Does a license to do business prevent illegal and immoral business practices from defrauding consumers? Does passing a bar exam and hanging a framed license on a wall to practice law guarantee any justice? The only thing you can be certain of is that the beautiful handwritten calligraphy on that license won't be entered as evidence on your behalf, and it won't win your case regardless of how just it may be. You can take that to the bank, Esquire.

Does having a marriage license guarantee that the relationship will survive past the honeymoon?
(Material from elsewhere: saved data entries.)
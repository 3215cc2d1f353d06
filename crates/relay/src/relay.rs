//! The prompt relay.
//!
//! One inbound prompt becomes one chat completion call; the first choice's
//! content is returned as the reply.

use ai::chat_completions::{
    ChatCompletionMessage, ChatCompletionRequest, ChatCompletionRequestBuilder,
};
use ai::clients::Client;
use serde::{Deserialize, Serialize};

use crate::config::RelayConfig;
use crate::error::{ConfigError, RelayError};

/// Body of an inbound relay call.
#[derive(Debug, Clone, Default, PartialEq, Serialize, Deserialize)]
pub struct PromptRequest {
    #[serde(default, skip_serializing_if = "Option::is_none")]
    pub prompt: Option<String>,
}

impl PromptRequest {
    pub fn new(prompt: impl Into<String>) -> Self {
        Self {
            prompt: Some(prompt.into()),
        }
    }

    /// Parses an inbound body without ever rejecting it.
    ///
    /// `application/x-www-form-urlencoded` bodies are read as a form; any
    /// other body is tried as JSON. Anything without a string `prompt`
    /// yields an empty request, which resolves to the default prompt.
    pub fn from_body(content_type: Option<&str>, body: &[u8]) -> Self {
        if content_type.is_some_and(is_form_content_type) {
            return Self::from_form(body);
        }

        let value = match serde_json::from_slice::<serde_json::Value>(body) {
            Ok(value) => value,
            Err(err) => {
                if !body.is_empty() {
                    tracing::debug!(error = %err, "inbound body is not JSON, using default prompt");
                }
                return Self::default();
            }
        };

        let prompt = value
            .get("prompt")
            .and_then(serde_json::Value::as_str)
            .map(str::to_string);

        Self { prompt }
    }

    fn from_form(body: &[u8]) -> Self {
        match serde_urlencoded::from_bytes::<Vec<(String, String)>>(body) {
            Ok(fields) => Self {
                prompt: fields
                    .into_iter()
                    .find_map(|(key, value)| (key == "prompt").then_some(value)),
            },
            Err(err) => {
                tracing::debug!(error = %err, "inbound form is malformed, using default prompt");
                Self::default()
            }
        }
    }
}

fn is_form_content_type(content_type: &str) -> bool {
    content_type
        .split(';')
        .next()
        .is_some_and(|mime| {
            mime.trim()
                .eq_ignore_ascii_case("application/x-www-form-urlencoded")
        })
}

/// Successful relay result, serialized as `{"reply": "..."}`.
#[derive(Debug, Clone, PartialEq, Serialize, Deserialize)]
pub struct Reply {
    pub reply: String,
}

#[derive(Debug, Clone)]
pub struct RelaySettings {
    pub model: String,
    pub default_prompt: String,
}

impl From<&RelayConfig> for RelaySettings {
    fn from(config: &RelayConfig) -> Self {
        Self {
            model: config.model.clone(),
            default_prompt: config.default_prompt.clone(),
        }
    }
}

/// Stateless relay. Cloning shares nothing mutable.
#[derive(Clone)]
pub struct RelayService {
    client: Box<dyn Client>,
    settings: RelaySettings,
}

impl std::fmt::Debug for RelayService {
    fn fmt(&self, f: &mut std::fmt::Formatter<'_>) -> std::fmt::Result {
        f.debug_struct("RelayService")
            .field("settings", &self.settings)
            .finish_non_exhaustive()
    }
}

impl RelayService {
    pub fn new(client: Box<dyn Client>, settings: RelaySettings) -> Self {
        Self { client, settings }
    }

    /// Builds the OpenAI client described by `config`.
    pub fn from_config(config: &RelayConfig) -> Result<Self, ConfigError> {
        let mut http_client = reqwest::Client::builder();
        if let Some(timeout) = config.request_timeout {
            http_client = http_client.timeout(timeout);
        }

        let client = ai::clients::openai::ClientBuilder::default()
            .http_client(http_client.build()?)
            .base_url(config.base_url.as_str())
            .api_key(config.api_key())
            .build()?;

        Ok(Self::new(Box::new(client), RelaySettings::from(config)))
    }

    pub fn settings(&self) -> &RelaySettings {
        &self.settings
    }

    pub fn resolve_prompt(&self, request: &PromptRequest) -> String {
        match request.prompt.as_deref() {
            Some(prompt) if !prompt.is_empty() => prompt.to_string(),
            _ => self.settings.default_prompt.clone(),
        }
    }

    pub fn completion_request(&self, prompt: String) -> ai::Result<ChatCompletionRequest> {
        Ok(ChatCompletionRequestBuilder::default()
            .model(self.settings.model.as_str())
            .messages(vec![ChatCompletionMessage::User(prompt.into())])
            .build()?)
    }

    /// Issues exactly one completion call for `request`.
    pub async fn relay(&self, request: PromptRequest) -> Result<Reply, RelayError> {
        let prompt = self.resolve_prompt(&request);
        let completion = self.completion_request(prompt)?;

        tracing::debug!(
            model = %completion.model,
            defaulted = request.prompt.as_deref().is_none_or(str::is_empty),
            "relaying prompt"
        );

        let response = self.client.chat_completions(&completion).await?;

        let choice = response
            .choices
            .into_iter()
            .next()
            .ok_or(RelayError::NoChoices)?;
        let reply = choice.message.content.ok_or(RelayError::MissingContent)?;

        Ok(Reply { reply })
    }
}
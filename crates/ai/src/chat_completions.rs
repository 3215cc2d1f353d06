use crate::Result;
use async_trait::async_trait;
use derive_builder::Builder;
use dyn_clone::DynClone;
use serde::{Deserialize, Serialize};

#[derive(Debug, Serialize, Deserialize, Clone, Copy, Default, PartialEq)]
#[serde(rename_all = "lowercase")]
pub enum Role {
    System,
    #[default]
    User,
    Assistant,
    #[serde(other)]
    Unknown,
}

#[derive(Debug, Clone, Serialize, Deserialize, PartialEq)]
#[serde(tag = "role", rename_all = "lowercase")]
pub enum ChatCompletionMessage {
    System(ChatCompletionSystemMessage),
    User(ChatCompletionUserMessage),
    Assistant(ChatCompletionAssistantMessage),
}

impl ChatCompletionMessage {
    pub fn role(&self) -> Role {
        match self {
            ChatCompletionMessage::System(_) => Role::System,
            ChatCompletionMessage::User(_) => Role::User,
            ChatCompletionMessage::Assistant(_) => Role::Assistant,
        }
    }
}

#[derive(Debug, Clone, Serialize, Deserialize, PartialEq)]
pub struct ChatCompletionSystemMessage {
    pub content: String,
    #[serde(skip_serializing_if = "Option::is_none")]
    pub name: Option<String>,
}

impl<S: Into<String>> From<S> for ChatCompletionSystemMessage {
    fn from(content: S) -> Self {
        ChatCompletionSystemMessage {
            content: content.into(),
            name: None,
        }
    }
}

#[derive(Debug, Clone, Serialize, Deserialize, PartialEq)]
pub struct ChatCompletionUserMessage {
    pub content: String,
    #[serde(skip_serializing_if = "Option::is_none")]
    pub name: Option<String>,
}

impl<S: Into<String>> From<S> for ChatCompletionUserMessage {
    fn from(content: S) -> Self {
        ChatCompletionUserMessage {
            content: content.into(),
            name: None,
        }
    }
}

#[derive(Debug, Clone, Serialize, Deserialize, PartialEq)]
pub struct ChatCompletionAssistantMessage {
    #[serde(skip_serializing_if = "Option::is_none")]
    pub content: Option<String>,
    #[serde(skip_serializing_if = "Option::is_none")]
    pub name: Option<String>,
}

impl<S: Into<String>> From<S> for ChatCompletionAssistantMessage {
    fn from(content: S) -> Self {
        ChatCompletionAssistantMessage {
            content: Some(content.into()),
            name: None,
        }
    }
}

#[derive(Debug, Clone, Serialize, Deserialize, Builder, PartialEq)]
#[builder(pattern = "mutable")]
#[builder(setter(into, strip_option))]
#[builder(derive(Debug))]
pub struct ChatCompletionRequest {
    pub model: String,
    pub messages: Vec<ChatCompletionMessage>,
    #[builder(default = "None")]
    #[serde(skip_serializing_if = "Option::is_none")]
    pub temperature: Option<f64>,
    #[builder(default = "None")]
    #[serde(skip_serializing_if = "Option::is_none")]
    pub n: Option<u64>,
    #[builder(default = "None")]
    #[serde(skip_serializing_if = "Option::is_none")]
    pub max_completion_tokens: Option<u32>,
}

#[derive(Debug, Clone, Serialize, Deserialize, Builder)]
#[builder(pattern = "mutable")]
#[builder(setter(into, strip_option))]
pub struct ChatCompletionResponse {
    #[builder(default)]
    #[serde(default)]
    pub id: Option<String>,
    #[builder(default = "\"chat.completion\".to_string()")]
    #[serde(default)]
    pub object: String,
    #[builder(default)]
    #[serde(default)]
    pub created: u64,
    #[builder(default)]
    #[serde(default)]
    pub model: String,
    pub choices: Vec<ChatCompletionChoice>,
    #[builder(default)]
    #[serde(default)]
    pub usage: Option<Usage>,
}

impl ChatCompletionResponse {
    /// Content of the first choice, if the API returned one with text.
    pub fn first_content(&self) -> Option<&str> {
        self.choices
            .first()
            .and_then(|choice| choice.message.content.as_deref())
    }
}

#[derive(Debug, Clone, Serialize, Deserialize, Builder)]
#[builder(pattern = "mutable")]
#[builder(setter(into, strip_option))]
pub struct ChatCompletionResponseMessage {
    #[builder(default = "None")]
    pub content: Option<String>,
    #[builder(default = "None")]
    #[serde(skip_serializing_if = "Option::is_none")]
    pub refusal: Option<String>,
    #[builder(default)]
    #[serde(default)]
    pub role: Role,
}

#[derive(Debug, Clone, Serialize, Deserialize, Builder)]
#[builder(pattern = "mutable")]
#[builder(setter(into, strip_option))]
pub struct ChatCompletionChoice {
    #[builder(default)]
    #[serde(default)]
    pub index: u32,
    pub message: ChatCompletionResponseMessage,
    #[builder(default = "None")]
    #[serde(default)]
    pub finish_reason: Option<FinishReason>,
}

#[derive(Debug, Serialize, Deserialize, Clone, Copy, PartialEq)]
#[serde(rename_all = "snake_case")]
pub enum FinishReason {
    Stop,
    Length,
    ToolCalls,
    ContentFilter,
    FunctionCall,
}

#[derive(Debug, Clone, Serialize, Deserialize, Builder, Default)]
#[builder(setter(into, strip_option), default)]
#[builder(pattern = "mutable")]
pub struct Usage {
    pub prompt_tokens: u32,
    pub completion_tokens: u32,
    pub total_tokens: u32,
}

#[async_trait]
pub trait ChatCompletion: DynClone + Send + Sync {
    async fn chat_completions(
        &self,
        request: &ChatCompletionRequest,
    ) -> Result<ChatCompletionResponse>;
}

dyn_clone::clone_trait_object!(ChatCompletion);

#[cfg(test)]
mod test {
    use super::*;

    #[test]
    fn test_user_message() {
        let message = ChatCompletionMessage::User("Plan a 3-day trip to Rome".into());
        assert_eq!(
            r#"{"role":"user","content":"Plan a 3-day trip to Rome"}"#,
            serde_json::to_string(&message).unwrap()
        );
        assert_eq!(message.role(), Role::User);
    }

    #[test]
    fn test_system_message() {
        let message = ChatCompletionMessage::System("You are a travel assistant.".into());
        assert_eq!(
            r#"{"role":"system","content":"You are a travel assistant."}"#,
            serde_json::to_string(&message).unwrap()
        );
    }

    #[test]
    fn test_request_omits_unset_options() {
        let request = ChatCompletionRequestBuilder::default()
            .model("gpt-4o-mini")
            .messages(vec![ChatCompletionMessage::User("Hello".into())])
            .build()
            .unwrap();

        assert_eq!(
            r#"{"model":"gpt-4o-mini","messages":[{"role":"user","content":"Hello"}]}"#,
            serde_json::to_string(&request).unwrap()
        );
    }

    #[test]
    fn test_max_completion_tokens() {
        let request = ChatCompletionRequestBuilder::default()
            .model("gpt-4o-mini")
            .messages(vec![ChatCompletionMessage::User("Hello".into())])
            .max_completion_tokens(100u32)
            .build()
            .unwrap();

        let json = serde_json::to_value(&request).unwrap();
        assert_eq!(json["max_completion_tokens"], 100);
    }

    #[test]
    fn test_response_uses_first_choice() {
        let response: ChatCompletionResponse = serde_json::from_str(
            r#"{
                "id": "chatcmpl-123",
                "object": "chat.completion",
                "created": 1728000000,
                "model": "gpt-4o-mini",
                "choices": [
                    {"index": 0, "message": {"role": "assistant", "content": "Day 1: ..."}, "finish_reason": "stop"},
                    {"index": 1, "message": {"role": "assistant", "content": "Other"}, "finish_reason": "stop"}
                ],
                "usage": {"prompt_tokens": 9, "completion_tokens": 4, "total_tokens": 13}
            }"#,
        )
        .unwrap();

        assert_eq!(response.first_content(), Some("Day 1: ..."));
        assert_eq!(response.choices[0].finish_reason, Some(FinishReason::Stop));
        assert_eq!(response.usage.unwrap().total_tokens, 13);
    }

    #[test]
    fn test_response_tolerates_sparse_payload() {
        let response: ChatCompletionResponse =
            serde_json::from_str(r#"{"choices": [{"message": {"content": "Ciao"}}]}"#).unwrap();

        assert_eq!(response.first_content(), Some("Ciao"));
        assert!(response.usage.is_none());

        let empty: ChatCompletionResponse = serde_json::from_str(r#"{"choices": []}"#).unwrap();
        assert_eq!(empty.first_content(), None);
    }

    #[test]
    fn test_unknown_role_is_tolerated() {
        let message: ChatCompletionResponseMessage =
            serde_json::from_str(r#"{"role": "tool", "content": null}"#).unwrap();

        assert_eq!(message.role, Role::Unknown);
        assert!(message.content.is_none());
    }
}
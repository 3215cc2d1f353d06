mod error;
pub mod utils;
pub use error::{Error, Result};

pub mod chat_completions;
pub mod clients;
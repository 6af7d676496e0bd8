//! Image authoring.
//!
//! The builder talks to images only through [`ImageBackend`] and
//! [`ImageAuthor`]. The crate ships one backend, [`xorriso::Xorriso`], which
//! keeps the image model in memory ([`tree::ImageTree`]) and hands the final
//! write to the `xorriso` program.

use std::ops::{Deref, DerefMut};
use std::path::Path;
use tracing::warn;

pub mod catalog;
pub mod tree;
pub mod xorriso;

#[cfg(test)]
pub(crate) mod fixture;

pub use catalog::Catalog;
pub use tree::{ImageTree, Mutation};
pub use xorriso::{Xorriso, XorrisoImage};

use crate::core::mapper::MappedNames;
use crate::error::ImageError;

/// Opens source images for modification.
pub trait ImageBackend {
    type Image: ImageAuthor;

    fn open(&self, source: &Path) -> Result<Self::Image, ImageError>;
}

/// An open, mutable image.
#[cfg_attr(test, mockall::automock)]
pub trait ImageAuthor {
    /// Register a directory under all three names.
    fn add_directory(&mut self, names: &MappedNames) -> Result<(), ImageError>;

    /// Register a file read from `source` under all three names, with the
    /// given POSIX mode recorded in its Rock Ridge attributes.
    fn add_file(&mut self, source: &Path, names: &MappedNames, mode: u32) -> Result<(), ImageError>;

    /// Remove the file with the given ISO9660 path.
    fn remove_file(&mut self, iso_path: &str) -> Result<(), ImageError>;

    /// Serialize the complete image to `output`.
    fn write(&mut self, output: &Path) -> Result<(), ImageError>;

    /// Release the image. Every later call fails.
    fn close(&mut self) -> Result<(), ImageError>;
}

/// Closes the wrapped image when dropped, unless [`ImageGuard::close`] already
/// did.
pub struct ImageGuard<I: ImageAuthor> {
    image: I,
    closed: bool,
}

impl<I: ImageAuthor> ImageGuard<I> {
    pub fn new(image: I) -> Self {
        Self {
            image,
            closed: false,
        }
    }

    pub fn close(mut self) -> Result<(), ImageError> {
        self.closed = true;
        self.image.close()
    }
}

impl<I: ImageAuthor> Deref for ImageGuard<I> {
    type Target = I;

    fn deref(&self) -> &I {
        &self.image
    }
}

impl<I: ImageAuthor> DerefMut for ImageGuard<I> {
    fn deref_mut(&mut self) -> &mut I {
        &mut self.image
    }
}

impl<I: ImageAuthor> Drop for ImageGuard<I> {
    fn drop(&mut self) {
        if !self.closed {
            if let Err(e) = self.image.close() {
                warn!("Failed to close image: {}", e);
            }
        }
    }
}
Now, if you could have answered any of these questions in the affirmative, licensing might make some kind of sense, and this commentary would not have been written. As it turns out, however, you couldn't; and it becomes glaringly obvious that the corporate nexus of federal, state and local governments is the single beneficiary of licensing. It exists for the sole purpose of tracking and controlling its subsidiaries, potential competitors and enemies, and that, of course, would be us.

So many lone voices of past generations have cried into the wind to expose this evil love triangle. Fortunately the voices are less alone today and increasingly, with little regard for personal safety, hundreds have taken up the defiant chorus and thousands more are quietly, but with grim determination, working to reassert their own independence, taking bold and unprecedented steps to un-incorporate from the nexus by every means available to them.

Disentangling from the morass that is the corporate government is a resolution not to be made flippantly, but for those who hold liberty dearer than any illusory and fleeting sense of safety or security, that choice was made for them a century or more prior to their own births by the sins of the fathers. Who knows the story of each one? Who knows what limits were breached before the need to strike a blow for liberty drove them forward to rectify the sins of the past and the present, come what may.

These, then, are the genuine liberators who deserve rose petals strewn in their pathways. But rather than receiving the gratitude and respect due to them, these champions of liberty are all too often greeted with haughty and vulgar accusations and threats originating from the allegedly competent authorities of the corporate state. That should be expected, however it is beyond baffling that their accusations and threats are then echoed and embellished upon by the very imprudent vassals they seek to free. There is no longer any doubt, they are their own worst enemies.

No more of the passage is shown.